Mirror Mirror

Rebellious Rating: 

“Mirror Mirror” is the first of two Snow White film adaptations heading to theaters this spring. If you’re confused, this is the one with Julia Roberts as the evil queen. “Snow White and the Huntsman” comes out in June and has Charlize Theron as its evil queen. You may have seen a preview with Theron taking a weird milk bath. In a surprise twist, Julia Roberts also takes a weird milk bath in “Mirror Mirror.” Evil queens and their beauty regimens, right?

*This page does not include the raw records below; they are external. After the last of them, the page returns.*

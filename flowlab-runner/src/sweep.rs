//! Parameter sweeps: expand ranges into variant trees and fan them out.
//!
//! A sweep shares one immutable panel and one indicator cache across every
//! variant, so a thousand RSI-threshold variants load prices once and
//! compute each indicator series once. Variants run embarrassingly parallel
//! under rayon; results come back in input-variant order regardless of
//! completion order.
//!
//! Cancellation is cooperative and lands at variant boundaries: in-flight
//! variants finish, unstarted ones report `cancelled`, and no partial
//! variant results are ever emitted.

use std::collections::BTreeMap;
use std::sync::atomic::{AtomicBool, Ordering};

use rayon::prelude::*;
use serde::{Deserialize, Serialize};

use flowlab_core::cache::{IndicatorCache, DEFAULT_CACHE_CAPACITY};
use flowlab_core::data::{build_panel, BarStore};
use flowlab_core::strategy::node::{Condition, FlowNode, NodeKind};

use crate::runner::{
    check_explicit_tickers, required_tickers, run_backtest_on_panel, BacktestResult,
    ErrorEnvelope, RunError,
};
use crate::split::SplitConfig;

fn default_true() -> bool {
    true
}

fn default_cost_bps() -> f64 {
    5.0
}

/// Which field of the targeted condition a range overwrites.
#[derive(Debug, Clone, Copy, PartialEq, Eq, Serialize, Deserialize)]
#[serde(rename_all = "snake_case")]
pub enum ParamTarget {
    Window,
    Threshold,
}

/// One numeric range over a location in the tree.
#[derive(Debug, Clone, PartialEq, Serialize, Deserialize)]
#[serde(rename_all = "camelCase")]
pub struct ParamRange {
    pub id: String,
    pub node_id: String,
    /// Condition to target within the node; absent for a function node's
    /// own window.
    #[serde(default)]
    pub condition_id: Option<String>,
    pub target: ParamTarget,
    pub min: f64,
    pub max: f64,
    pub step: f64,
    #[serde(default = "default_true")]
    pub enabled: bool,
}

/// One parameter's concrete value inside a variant.
#[derive(Debug, Clone, PartialEq, Serialize, Deserialize)]
#[serde(rename_all = "camelCase")]
pub struct AppliedParam {
    pub range_id: String,
    pub value: f64,
}

/// Sweep request: base tree plus ranges, tickers, cost, and split
/// configuration.
#[derive(Debug, Clone, PartialEq, Serialize, Deserialize)]
#[serde(rename_all = "camelCase")]
pub struct SweepRequest {
    pub tree: FlowNode,
    #[serde(default)]
    pub parameter_ranges: Vec<ParamRange>,
    /// Explicitly required tickers; a missing one fails the whole sweep.
    #[serde(default)]
    pub tickers: Vec<String>,
    #[serde(default = "default_cost_bps")]
    pub cost_bps: f64,
    #[serde(default)]
    pub split: SplitConfig,
}

/// Execution knobs.
#[derive(Debug, Clone)]
pub struct SweepOptions {
    pub parallel: bool,
    pub cache_capacity: usize,
}

impl Default for SweepOptions {
    fn default() -> Self {
        Self {
            parallel: true,
            cache_capacity: DEFAULT_CACHE_CAPACITY,
        }
    }
}

/// One variant's outcome, in input order.
#[derive(Debug, Clone, Serialize, Deserialize)]
#[serde(rename_all = "camelCase")]
pub struct VariantRecord {
    pub index: usize,
    pub params: Vec<AppliedParam>,
    /// Content hash of the variant tree, for result deduplication.
    pub fingerprint: String,
    #[serde(skip_serializing_if = "Option::is_none")]
    pub result: Option<BacktestResult>,
    #[serde(skip_serializing_if = "Option::is_none")]
    pub error: Option<ErrorEnvelope>,
}

impl VariantRecord {
    pub fn is_ok(&self) -> bool {
        self.result.is_some()
    }
}

/// Outcome counts for the whole sweep.
#[derive(Debug, Clone, Default, Serialize, Deserialize)]
#[serde(rename_all = "camelCase")]
pub struct SweepSummary {
    pub total: usize,
    pub succeeded: usize,
    /// Failure counts keyed by `error_kind`.
    pub failures: BTreeMap<String, usize>,
}

/// Everything a sweep returns.
#[derive(Debug, Clone, Serialize, Deserialize)]
#[serde(rename_all = "camelCase")]
pub struct SweepReport {
    pub variants: Vec<VariantRecord>,
    pub summary: SweepSummary,
}

// ── Range expansion ─────────────────────────────────────────────────

/// Discrete values of a range; `max` is always included even when the step
/// would skip past it. A non-positive step degenerates to `[min]`.
pub fn expand_values(min: f64, max: f64, step: f64) -> Vec<f64> {
    if step <= 0.0 || max < min {
        return vec![min];
    }
    let eps = step * 1e-9;
    let mut values = Vec::new();
    let mut current = min;
    while current <= max + eps {
        values.push(current);
        current += step;
    }
    let last = values.last().copied();
    match last {
        Some(last) if max - last > eps => values.push(max),
        None => values.push(min),
        _ => {}
    }
    values
}

/// Cartesian product over the enabled ranges. No enabled ranges ⇒ one empty
/// assignment (the base tree itself).
pub fn expand_combinations(ranges: &[ParamRange]) -> Vec<Vec<AppliedParam>> {
    let enabled: Vec<&ParamRange> = ranges.iter().filter(|r| r.enabled).collect();
    let mut combos: Vec<Vec<AppliedParam>> = vec![Vec::new()];
    for range in enabled {
        let values = expand_values(range.min, range.max, range.step);
        let mut next = Vec::with_capacity(combos.len() * values.len());
        for combo in &combos {
            for &value in &values {
                let mut extended = combo.clone();
                extended.push(AppliedParam {
                    range_id: range.id.clone(),
                    value,
                });
                next.push(extended);
            }
        }
        combos = next;
    }
    combos
}

// ── Variant construction ────────────────────────────────────────────

fn conditions_mut(kind: &mut NodeKind) -> Vec<&mut Condition> {
    match kind {
        NodeKind::Indicator { conditions } => conditions.iter_mut().collect(),
        NodeKind::AltExit { entry_conditions, exit_conditions } => entry_conditions
            .iter_mut()
            .chain(exit_conditions.iter_mut())
            .collect(),
        NodeKind::Numbered { items, .. } => items
            .iter_mut()
            .flat_map(|item| item.conditions.iter_mut())
            .collect(),
        _ => Vec::new(),
    }
}

fn apply_to_node(node: &mut FlowNode, range: &ParamRange, value: f64) {
    if node.id == range.node_id {
        match &range.condition_id {
            None => {
                if let (NodeKind::Function { window, .. }, ParamTarget::Window) =
                    (&mut node.kind, range.target)
                {
                    *window = value.round() as usize;
                }
            }
            Some(condition_id) => {
                for cond in conditions_mut(&mut node.kind) {
                    if cond.id.as_deref() == Some(condition_id.as_str()) {
                        match range.target {
                            ParamTarget::Window => cond.window = value.round() as usize,
                            ParamTarget::Threshold => cond.threshold = value,
                        }
                    }
                }
            }
        }
    }
    for children in node.children.values_mut() {
        for child in children {
            apply_to_node(child, range, value);
        }
    }
}

/// Deep-copy the base tree and overwrite the targeted fields.
pub fn apply_assignment(
    base: &FlowNode,
    ranges: &[ParamRange],
    assignment: &[AppliedParam],
) -> FlowNode {
    let by_id: BTreeMap<&str, &ParamRange> =
        ranges.iter().map(|r| (r.id.as_str(), r)).collect();
    let mut tree = base.clone();
    for param in assignment {
        if let Some(range) = by_id.get(param.range_id.as_str()) {
            apply_to_node(&mut tree, range, param.value);
        }
    }
    tree
}

fn fingerprint(tree: &FlowNode, cost_bps: f64) -> String {
    let json = serde_json::to_string(tree).unwrap_or_default();
    let mut hasher = blake3::Hasher::new();
    hasher.update(json.as_bytes());
    hasher.update(&cost_bps.to_bits().to_le_bytes());
    hasher.finalize().to_hex().to_string()
}

// ── Execution ───────────────────────────────────────────────────────

/// Run a sweep with a private indicator cache.
pub fn run_sweep(
    store: &dyn BarStore,
    request: &SweepRequest,
    options: &SweepOptions,
    cancel: &AtomicBool,
) -> Result<SweepReport, RunError> {
    let cache = IndicatorCache::new(options.cache_capacity);
    run_sweep_with_cache(store, request, options, cancel, &cache)
}

/// Run a sweep against a caller-owned cache (observable via `cache.stats()`).
pub fn run_sweep_with_cache(
    store: &dyn BarStore,
    request: &SweepRequest,
    options: &SweepOptions,
    cancel: &AtomicBool,
    cache: &IndicatorCache,
) -> Result<SweepReport, RunError> {
    request.tree.validate()?;

    // Ranges rewrite windows and thresholds, never tickers, so every
    // variant shares one panel.
    let (mut price, indicator) = required_tickers(&request.tree);
    for ticker in check_explicit_tickers(store, &request.tickers)? {
        if !price.contains(&ticker) {
            price.push(ticker);
        }
    }
    let panel = build_panel(store, &price, &indicator)?;

    let combos = expand_combinations(&request.parameter_ranges);

    let run_one = |(index, assignment): (usize, &Vec<AppliedParam>)| -> VariantRecord {
        if cancel.load(Ordering::Relaxed) {
            let err = RunError::Cancelled;
            return VariantRecord {
                index,
                params: assignment.clone(),
                fingerprint: String::new(),
                result: None,
                error: Some(ErrorEnvelope::from(&err)),
            };
        }

        let tree = apply_assignment(&request.tree, &request.parameter_ranges, assignment);
        let fp = fingerprint(&tree, request.cost_bps);
        let outcome = tree
            .validate()
            .map_err(RunError::from)
            .and_then(|_| {
                run_backtest_on_panel(&tree, &panel, cache, request.cost_bps, &request.split)
            });
        match outcome {
            Ok(result) => VariantRecord {
                index,
                params: assignment.clone(),
                fingerprint: fp,
                result: Some(result),
                error: None,
            },
            Err(err) => VariantRecord {
                index,
                params: assignment.clone(),
                fingerprint: fp,
                result: None,
                error: Some(ErrorEnvelope::from(&err)),
            },
        }
    };

    // collect() preserves input order under par_iter, so no reordering pass
    // is needed afterwards.
    let variants: Vec<VariantRecord> = if options.parallel {
        combos.par_iter().enumerate().map(run_one).collect()
    } else {
        combos.iter().enumerate().map(run_one).collect()
    };

    let mut summary = SweepSummary {
        total: variants.len(),
        ..Default::default()
    };
    for variant in &variants {
        match &variant.error {
            None => summary.succeeded += 1,
            Some(envelope) => {
                *summary.failures.entry(envelope.error_kind.clone()).or_insert(0) += 1;
            }
        }
    }

    Ok(SweepReport { variants, summary })
}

“Mirror Mirror” stars Lily Collins as its Snow White. She certainly looks the part. She might remind you of the original animated Disney “Snow White,” both in her appearance and, regrettably, in her passivity. Julia Roberts has apparently been bleeding her kingdom dry for a decade, but not until she’s 18 does Snow White consider leaving the palace and investigating on her own. What has she been doing for all those years?
 
That little venture outside the palace is the first step in her rebellion against the evil queen, but the movie wants us to believe her as both revolutionary leader and damsel in distress. It’s an uneasy combination that’s not quite believable. Do her subjects even know who she is? Not to worry, though. She soon catches the eye of Armie Hammer’s Prince Alcott, a wandering noble in search of adventure. And a bride, it would seem.
 
Hammer, like Collins, looks the part in spades, but invests his character with a great deal more personality. It’s like the screenwriter checked off “innocent” on personality traits for young Snow and then stopped there.
 
The movie has a goofy, kitsch feeling to it that keeps it from ever getting too dignified. The sidekicks on all sides are entertaining, with Nathan Lane as the prototypical craven but not entirely heartless castle sycophant. The dwarves here are transformed into forest bandits who terrorize wealthy travelers. They wear frilly black stilts to intimidate those travelers, a nice visual touch.
 
The downside is that it’s eventually revealed that the reason they live in the woods is that the queen has banished all “uglies.” It’s one of a few tone-deaf moments with the dwarves that the movie could have done without.
 
Roberts has the same movie star magnetism she’s always had, which makes her queen seem like a bit of a ham. It’s like she and Hammer are acting at volume level 10 and Collins is hovering somewhere around a 4. How evil is this queen? Well, she doesn’t like when Snow White crashes her parties. Her main tax policy involves funding lavish parties. She has an accent, sometimes. There’s one scene where she breaks out that famous Julia Roberts laugh and you might be forgiven for briefly rooting for her.
 
The greatest flaw of this movie is that it’s children’s entertainment (rated PG) that doesn’t try to be anything more than that. Really classic children’s movies don’t remind you at all stops that they’re children’s movies. Also, for a movie that’s likely geared to young girls, it has fairly retrograde attitudes toward what we can expect from Snow White. Yes, she will stand up for herself, but she starts out as the most sheltered, helpless princess imaginable and the movie doesn’t care to think about why she’s like that.
 

It also seems to be saying that Snow White’s greatest triumph is her eventual marriage. It isn’t wresting control of her kingdom away from an evil despot or saving people. It’s getting married at age 18 to the first available man. I don’t mind the romance or even the specter of an engagement, but I thought we’d moved past marriage as the happiest ending for women in movies.